**PROBLEM DESCRIPTION**
Your output must match the records below character for character.

**AVAILABLE DATA**
┏━━
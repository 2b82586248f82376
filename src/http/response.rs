//! Response accumulation.
//!
//! # Responsibilities
//! - Hold the status, headers and body written by the pipeline, hooks and renderer
//! - Track whether the response has been ended
//! - Convert into an axum `Response` once the pipeline returns
//!
//! # Design Decisions
//! - Headers set before the renderer runs (default headers, hooks) survive;
//!   renderer headers are merged on top
//! - Writes after `end()` are dropped

use axum::body::Body;
use axum::http::{HeaderMap, HeaderName, HeaderValue, Response, StatusCode};

/// The in-flight response of a single request.
#[derive(Debug)]
pub struct ResponseWriter {
    status: StatusCode,
    headers: HeaderMap,
    body: Option<Body>,
    finished: bool,
}

impl Default for ResponseWriter {
    fn default() -> Self {
        Self::new()
    }
}

impl ResponseWriter {
    pub fn new() -> Self {
        Self {
            status: StatusCode::OK,
            headers: HeaderMap::new(),
            body: None,
            finished: false,
        }
    }

    pub fn status(&self) -> StatusCode {
        self.status
    }

    pub fn set_status(&mut self, status: StatusCode) {
        if self.guard("set_status") {
            self.status = status;
        }
    }

    pub fn headers(&self) -> &HeaderMap {
        &self.headers
    }

    pub fn headers_mut(&mut self) -> &mut HeaderMap {
        &mut self.headers
    }

    /// Set a single header, replacing any previous value.
    pub fn set_header(&mut self, name: HeaderName, value: HeaderValue) {
        if self.guard("set_header") {
            self.headers.insert(name, value);
        }
    }

    /// Write the status line and a set of headers at once.
    pub fn write_head(&mut self, status: StatusCode, headers: HeaderMap) {
        if self.guard("write_head") {
            self.status = status;
            self.headers.extend(headers);
        }
    }

    /// Write the body and end the response.
    pub fn send(&mut self, body: impl Into<Body>) {
        if self.guard("send") {
            self.body = Some(body.into());
            self.finished = true;
        }
    }

    /// Adopt a complete response produced elsewhere and end.
    pub fn send_response(&mut self, response: Response<Body>) {
        if self.guard("send_response") {
            let (parts, body) = response.into_parts();
            self.status = parts.status;
            self.headers.extend(parts.headers);
            self.body = Some(body);
            self.finished = true;
        }
    }

    /// End the response. Idempotent.
    pub fn end(&mut self) {
        self.finished = true;
    }

    pub fn is_finished(&self) -> bool {
        self.finished
    }

    fn guard(&self, op: &'static str) -> bool {
        if self.finished {
            tracing::debug!(op, "Write after response ended, ignoring");
        }
        !self.finished
    }

    pub fn into_response(self) -> Response<Body> {
        let mut response = Response::new(self.body.unwrap_or_else(Body::empty));
        *response.status_mut() = self.status;
        *response.headers_mut() = self.headers;
        response
    }
}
┗━━
**EXERCISE RESULT**
repository 2b82586248f82376
filename src/http/response.rs
//! Response accumulation.
//!
//! # Responsibilities
//! - Hold the status, headers and body written by the pipeline, hooks and renderer
//! - Track whether the response has been ended
//! - Convert into an axum `Response` once the pipeline returns
//!
//! # Design Decisions
//! - Headers set before the renderer runs (default headers, hooks) survive;
//!   renderer headers are merged on top
//! - Writes after `end()` are dropped

use axum::body::Body;
use axum::http::{HeaderMap, HeaderName, HeaderValue, Response, StatusCode};

/// The in-flight response of a single request.
#[derive(Debug)]
pub struct ResponseWriter {
    status: StatusCode,
    headers: HeaderMap,
    body: Option<Body>,
    finished: bool,
}

impl Default for ResponseWriter {
    fn default() -> Self {
        Self::new()
    }
}

impl ResponseWriter {
    pub fn new() -> Self {
        Self {
            status: StatusCode::OK,
            headers: HeaderMap::new(),
            body: None,
            finished: false,
        }
    }

    pub fn status(&self) -> StatusCode {
        self.status
    }

    pub fn set_status(&mut self, status: StatusCode) {
        if self.guard("set_status") {
            self.status = status;
        }
    }

    pub fn headers(&self) -> &HeaderMap {
        &self.headers
    }

    pub fn headers_mut(&mut self) -> &mut HeaderMap {
        &mut self.headers
    }

    /// Set a single header, replacing any previous value.
    pub fn set_header(&mut self, name: HeaderName, value: HeaderValue) {
        if self.guard("set_header") {
            self.headers.insert(name, value);
        }
    }

    /// Write the status line and a set of headers at once.
    pub fn write_head(&mut self, status: StatusCode, headers: HeaderMap) {
        if self.guard("write_head") {
            self.status = status;
            self.headers.extend(headers);
        }
    }

    /// Write the body and end the response.
    pub fn send(&mut self, body: impl Into<Body>) {
        if self.guard("send") {
            self.body = Some(body.into());
            self.finished = true;
        }
    }

    /// Adopt a complete response produced elsewhere and end.
    pub fn send_response(&mut self, response: Response<Body>) {
        if self.guard("send_response") {
            let (parts, body) = response.into_parts();
            self.status = parts.status;
            self.headers.extend(parts.headers);
            self.body = Some(body);
            self.finished = true;
        }
    }

    /// End the response. Idempotent.
    pub fn end(&mut self) {
        self.finished = true;
    }

    pub fn is_finished(&self) -> bool {
        self.finished
    }

    fn guard(&self, op: &'static str) -> bool {
        if self.finished {
            tracing::debug!(op, "Write after response ended, ignoring");
        }
        !self.finished
    }

    pub fn into_response(self) -> Response<Body> {
        let mut response = Response::new(self.body.unwrap_or_else(Body::empty));
        *response.status_mut() = self.status;
        *response.headers_mut() = self.headers;
        response
    }
}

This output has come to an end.